The perfect form for Haiku.
That’s okay by me.
Day 2
What if I were dead?
Would my one life have mattered?
What if I’m alive?
Day 3
Stuttered in pages –
life inside remembrances,
howls a paper wind.
Day 4
Then, I was angry
at ev’rything that rippled
and moved at random.
Day 5
I can see rumpled
corners around each morning –
darkness escaping.
Day 6
One can flee from death
to find herself, looking back
at what might have been.
Day 7
Regret is wasted
on a past, already gone.
There is only now.
Day 8
Why do we always
relinquish our sovereignty
over a trifle?
Day 9
Who can know the hour
when a dream meets its demise?
Dreams can sleep in hope.
give yourself permission to drop the whole 5-7-5 thing and then try
Forgive me, Peter, but how do you mean? What other parameters and/or options might there be for Haiku (I’m not as experienced with these forms)?

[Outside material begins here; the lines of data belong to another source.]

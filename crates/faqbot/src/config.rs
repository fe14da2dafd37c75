//! TOML configuration parsing and validation.
//!
//! # Example
//!
//! ```toml
//! [corpus]
//! path = "./data/university_chatbot_data.csv"
//!
//! [matching]
//! strategy = "keyword"      # keyword | substring | jaccard | cosine | flat_l2
//! suggestion_limit = 5
//!
//! [embedding]
//! provider = "local"        # disabled | openai | ollama | local
//! model = "all-minilm-l6-v2"
//!
//! [generation]
//! provider = "openai"       # disabled | openai | ollama
//! model = "gpt-4o-mini"
//! num_followups = 3
//!
//! [server]
//! bind = "0.0.0.0:5000"
//! ```
//!
//! Only `[corpus]` is required; every other section has defaults.

use anyhow::{Context, Result};
use faqbot_core::Strategy;
use serde::Deserialize;
use std::path::{Path, PathBuf};

#[derive(Debug, Deserialize, Clone)]
pub struct Config {
    pub corpus: CorpusConfig,
    #[serde(default)]
    pub matching: MatchingConfig,
    #[serde(default)]
    pub embedding: EmbeddingConfig,
    #[serde(default)]
    pub generation: GenerationConfig,
    #[serde(default)]
    pub server: ServerConfig,
}

#[derive(Debug, Deserialize, Clone)]
pub struct CorpusConfig {
    /// CSV file with `question` and `answer` columns.
    pub path: PathBuf,
}

#[derive(Debug, Deserialize, Clone)]
pub struct MatchingConfig {
    #[serde(default)]
    pub strategy: Strategy,
    #[serde(default = "default_suggestion_limit")]
    pub suggestion_limit: usize,
    #[serde(default)]
    pub min_score: f64,
}

impl Default for MatchingConfig {
    fn default() -> Self {
        Self {
            strategy: Strategy::default(),
            suggestion_limit: default_suggestion_limit(),
            min_score: 0.0,
        }
    }
}

fn default_suggestion_limit() -> usize {
    5
}

#[derive(Debug, Deserialize, Clone)]
pub struct EmbeddingConfig {
    #[serde(default = "default_disabled")]
    pub provider: String,
    #[serde(default)]
    pub model: Option<String>,
    #[serde(default)]
    pub dims: Option<usize>,
    /// Base URL override (Ollama host, or an OpenAI-compatible endpoint).
    #[serde(default)]
    pub url: Option<String>,
    #[serde(default = "default_batch_size")]
    pub batch_size: usize,
    #[serde(default = "default_max_retries")]
    pub max_retries: u32,
    #[serde(default = "default_timeout_secs")]
    pub timeout_secs: u64,
}

impl Default for EmbeddingConfig {
    fn default() -> Self {
        Self {
            provider: default_disabled(),
            model: None,
            dims: None,
            url: None,
            batch_size: default_batch_size(),
            max_retries: default_max_retries(),
            timeout_secs: default_timeout_secs(),
        }
    }
}

impl EmbeddingConfig {
    pub fn is_enabled(&self) -> bool {
        self.provider != "disabled"
    }
}

#[derive(Debug, Deserialize, Clone)]
pub struct GenerationConfig {
    #[serde(default = "default_disabled")]
    pub provider: String,
    #[serde(default)]
    pub model: Option<String>,
    #[serde(default)]
    pub url: Option<String>,
    /// Number of follow-up questions requested per query.
    #[serde(default = "default_num_followups")]
    pub num_followups: usize,
    #[serde(default = "default_max_tokens")]
    pub max_tokens: u32,
    #[serde(default = "default_temperature")]
    pub temperature: f32,
    #[serde(default = "default_max_retries")]
    pub max_retries: u32,
    #[serde(default = "default_generation_timeout_secs")]
    pub timeout_secs: u64,
}

impl Default for GenerationConfig {
    fn default() -> Self {
        Self {
            provider: default_disabled(),
            model: None,
            url: None,
            num_followups: default_num_followups(),
            max_tokens: default_max_tokens(),
            temperature: default_temperature(),
            max_retries: default_max_retries(),
            timeout_secs: default_generation_timeout_secs(),
        }
    }
}

impl GenerationConfig {
    pub fn is_enabled(&self) -> bool {
        self.provider != "disabled"
    }
}

#[derive(Debug, Deserialize, Clone)]
pub struct ServerConfig {
    #[serde(default = "default_bind")]
    pub bind: String,
    /// Heading shown on the chat page.
    #[serde(default = "default_title")]
    pub title: String,
}

impl Default for ServerConfig {
    fn default() -> Self {
        Self {
            bind: default_bind(),
            title: default_title(),
        }
    }
}

fn default_disabled() -> String {
    "disabled".to_string()
}
fn default_batch_size() -> usize {
    64
}
fn default_max_retries() -> u32 {
    5
}
fn default_timeout_secs() -> u64 {
    30
}
fn default_generation_timeout_secs() -> u64 {
    60
}
fn default_num_followups() -> usize {
    3
}
fn default_max_tokens() -> u32 {
    60
}
fn default_temperature() -> f32 {
    0.7
}
fn default_bind() -> String {
    "0.0.0.0:5000".to_string()
}
fn default_title() -> String {
    "University Chatbot".to_string()
}

pub fn load_config(path: &Path) -> Result<Config> {
    let content = std::fs::read_to_string(path)
        .with_context(|| format!("Failed to read config file: {}", path.display()))?;
    parse_config(&content)
}

/// Parse and validate a configuration from TOML text.
pub fn parse_config(content: &str) -> Result<Config> {
    let config: Config = toml::from_str(content).with_context(|| "Failed to parse config file")?;

    // Validate matching
    if config.matching.suggestion_limit < 1 {
        anyhow::bail!("matching.suggestion_limit must be >= 1");
    }
    if !config.matching.min_score.is_finite() {
        anyhow::bail!("matching.min_score must be a finite number");
    }

    // Validate embedding
    match config.embedding.provider.as_str() {
        "disabled" | "local" => {}
        "openai" | "ollama" => {
            if config.embedding.model.is_none() {
                anyhow::bail!(
                    "embedding.model must be specified when provider is '{}'",
                    config.embedding.provider
                );
            }
            if config.embedding.dims.is_none() || config.embedding.dims == Some(0) {
                anyhow::bail!(
                    "embedding.dims must be > 0 when provider is '{}'",
                    config.embedding.provider
                );
            }
        }
        other => anyhow::bail!(
            "Unknown embedding provider: '{}'. Must be disabled, openai, ollama, or local.",
            other
        ),
    }
    if config.embedding.batch_size == 0 {
        anyhow::bail!("embedding.batch_size must be > 0");
    }

    if config.matching.strategy.needs_embeddings() && !config.embedding.is_enabled() {
        anyhow::bail!(
            "matching.strategy '{}' requires embeddings. Set [embedding] provider in config.",
            config.matching.strategy
        );
    }

    // Validate generation
    match config.generation.provider.as_str() {
        "disabled" => {}
        "openai" | "ollama" => {
            if config.generation.model.is_none() {
                anyhow::bail!(
                    "generation.model must be specified when provider is '{}'",
                    config.generation.provider
                );
            }
        }
        other => anyhow::bail!(
            "Unknown generation provider: '{}'. Must be disabled, openai, or ollama.",
            other
        ),
    }
    if config.generation.num_followups < 1 {
        anyhow::bail!("generation.num_followups must be >= 1");
    }

    Ok(config)
}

Hey Rob, this might be of some use: https://allninemuses.wordpress.com/2014/05/02/haiku-how-hard-can-it-be/
Thanks again for playing along!
Kelly
I can’t help but think that, despite our western lust for ‘form’ and ‘understanding’, this is a most helpful poetic exercise in the development of the poetry enterprise. I’m loving it frankly!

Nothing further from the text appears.